The apparent fork in the road is the result of competing demands and internal organizational perspectives. Hospital leadership is forced to face a new reality in order to effectively deploy resources to continue and improve operations as a result of skyrocketing costs; unpredictable reimbursement, including pay for performance; work force shortages; the public outcry for improved quality and safety; and the demand for increased transparency.
Positive financial and clinical successes do not occur in isolation from one another. Proven process-driven improvements, implemented concurrently with staffing and facility improvements, are crucial to a facility's ability to prosper. Fiduciary responsibility and providing a notable healing environment can and do co-exist.
The process of presenting a business case for any major expenditure should start with some basic questions:
- Does it meet the facility's mission, organizational structure, and vision of the project?
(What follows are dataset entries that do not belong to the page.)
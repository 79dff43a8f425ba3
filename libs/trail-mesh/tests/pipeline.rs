use std::collections::HashMap;

use config::BuildConfig;
use glam::DVec3;
use pipeline_types::{BuildRequest, Fidelity, GeoPoint, GridSample, ShapeKind, SolidRole, TrackSample};
use trail_mesh::export::export_filename;
use trail_mesh::mesh::triangle_area;
use trail_mesh::{assemble_model, build_model, export_stl, BuildSupervisor, ErrorKind, Mesh, NoProgress};

fn valley_request(shape: ShapeKind) -> BuildRequest {
    let mut points = Vec::new();
    for r in 0..30 {
        for c in 0..30 {
            let lat = 45.0 + r as f64 * 0.002;
            let lon = 8.0 + c as f64 * 0.003;
            // A v-shaped valley running north-south.
            let elevation = 900.0 + 4000.0 * (lon - 8.0435).abs();
            points.push((GeoPoint::new(lat, lon), Some(elevation)));
        }
    }
    let track = (0..40)
        .map(|i| TrackSample::new(45.005 + i as f64 * 0.001, 8.0435, None))
        .collect();
    BuildRequest {
        grid: GridSample::indexed(points),
        track,
        width: 150.0,
        elevation_multiplier: 1.5,
        shape,
        rotation_degrees: 0.0,
        emboss_text: None,
        platform_height: None,
        fidelity: Fidelity::Full,
    }
}

fn bounds(mesh: &Mesh) -> (DVec3, DVec3) {
    mesh.vertices().iter().fold(
        (DVec3::splat(f64::INFINITY), DVec3::splat(f64::NEG_INFINITY)),
        |(min, max), v| (min.min(*v), max.max(*v)),
    )
}

fn facet_vertices(stl: &str) -> Vec<[f64; 3]> {
    stl.lines()
        .filter_map(|line| line.trim_start().strip_prefix("vertex "))
        .map(|coords| {
            let v: Vec<f64> = coords.split(' ').map(|c| c.parse().unwrap()).collect();
            [v[0], v[1], v[2]]
        })
        .collect()
}

#[test]
fn every_shape_exports_a_printable_document() {
    let config = BuildConfig::default();
    for shape in ShapeKind::ALL {
        let output = build_model(&valley_request(shape), &config, None).unwrap();
        let stl = export_stl(&output, "valley", &config, &mut NoProgress).unwrap();

        assert!(stl.starts_with("solid valley\n"), "{shape}");
        assert!(stl.ends_with("endsolid valley\n"), "{shape}");
        let vertices = facet_vertices(&stl);
        assert!(!vertices.is_empty());
        assert_eq!(vertices.len() % 3, 0);

        let min_x = vertices.iter().map(|v| v[0]).fold(f64::INFINITY, f64::min);
        let max_x = vertices.iter().map(|v| v[0]).fold(f64::NEG_INFINITY, f64::max);
        let span = max_x - min_x;
        assert!(span > 100.0 && span < 170.0, "{shape} spans {span}");

        // Facets read back from the document keep a printable area.
        for facet in vertices.chunks_exact(3) {
            let [a, b, c] = [facet[0], facet[1], facet[2]].map(DVec3::from);
            let area = triangle_area(a, b, c);
            assert!(area > config.degenerate_area_epsilon, "{shape}: facet area {area}");
        }
    }
}

#[test]
fn every_shape_assembles_into_a_closed_solid() {
    let config = BuildConfig::default();
    for shape in ShapeKind::ALL {
        let output = build_model(&valley_request(shape), &config, None).unwrap();
        let merged = assemble_model(&output, &config, &mut NoProgress).unwrap();

        let mut uses: HashMap<(u32, u32), usize> = HashMap::new();
        for t in merged.mesh.triangles() {
            for k in 0..3 {
                let (a, b) = (t[k], t[(k + 1) % 3]);
                *uses.entry((a.min(b), a.max(b))).or_insert(0) += 1;
            }
        }
        let open = uses.values().filter(|&&n| n == 1).count();
        let shared = uses.values().filter(|&&n| n > 2).count();
        assert_eq!((open, shared), (0, 0), "{shape}: {} edges", uses.len());
    }
}

#[test]
fn path_follows_the_valley_floor() {
    let config = BuildConfig::default();
    let output = build_model(&valley_request(ShapeKind::Square), &config, None).unwrap();
    assert_eq!(output.stats.fallback_points, 0);

    let path = output
        .solids
        .iter()
        .find(|s| s.role == SolidRole::Path)
        .unwrap();
    let (min, max) = bounds(&path.mesh);
    // The tube rides just above the lowest terrain line.
    assert!(min.z > output.stats.terrain_min_z - config.path_radius - 1e-6);
    assert!(max.z < output.stats.terrain_min_z + config.path_z_offset + config.path_radius + 1.0);
}

#[test]
fn rotated_export_keeps_its_footprint() {
    let config = BuildConfig::default();
    let mut request = valley_request(ShapeKind::Circle);
    let plain = export_stl(&build_model(&request, &config, None).unwrap(), "c", &config, &mut NoProgress).unwrap();
    request.rotation_degrees = 90.0;
    let turned = export_stl(&build_model(&request, &config, None).unwrap(), "c", &config, &mut NoProgress).unwrap();

    assert_eq!(facet_vertices(&plain).len(), facet_vertices(&turned).len());
    assert_ne!(plain, turned);
}

#[test]
fn invalid_request_reports_precondition() {
    let mut request = valley_request(ShapeKind::Hexagon);
    request.track.clear();
    let err = build_model(&request, &BuildConfig::default(), None).unwrap_err();
    assert_eq!(err.kind(), ErrorKind::Precondition);
}

#[test]
fn export_filename_describes_the_model() {
    let request = valley_request(ShapeKind::Triangle);
    assert_eq!(
        export_filename("valley walk.gpx", &request, 1_700_000_000),
        "valley_walk_triangle_150mm_x1.5_1700000000.stl"
    );
}

#[test]
fn newer_build_supersedes_older() {
    let supervisor = BuildSupervisor::new();
    let config = BuildConfig::default();
    let first = supervisor.begin();
    let second = supervisor.begin();
    let stale = build_model(&valley_request(ShapeKind::Square), &config, None).unwrap();
    let fresh = build_model(&valley_request(ShapeKind::Hexagon), &config, None).unwrap();
    assert!(supervisor.finish(first, stale).is_none());
    assert!(supervisor.finish(second, fresh).is_some());
}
- Are the associated costs prudent in light of other alternatives that might achieve the same goal?
- What is the financial impact of any project?
For example, if the facility is considering a building renovation project, consider the following:
- Will it result in increased admission capacity?
- Will it increase the hospital's bond rating as a result of capital improvements?
- Will it help avoid hospital-acquired conditions or never events that result in decreased reimbursement?
One should look at cost savings by cost avoidance as well. For example, will it reduce litigation, malpractice settlements, or worker's compensation cases?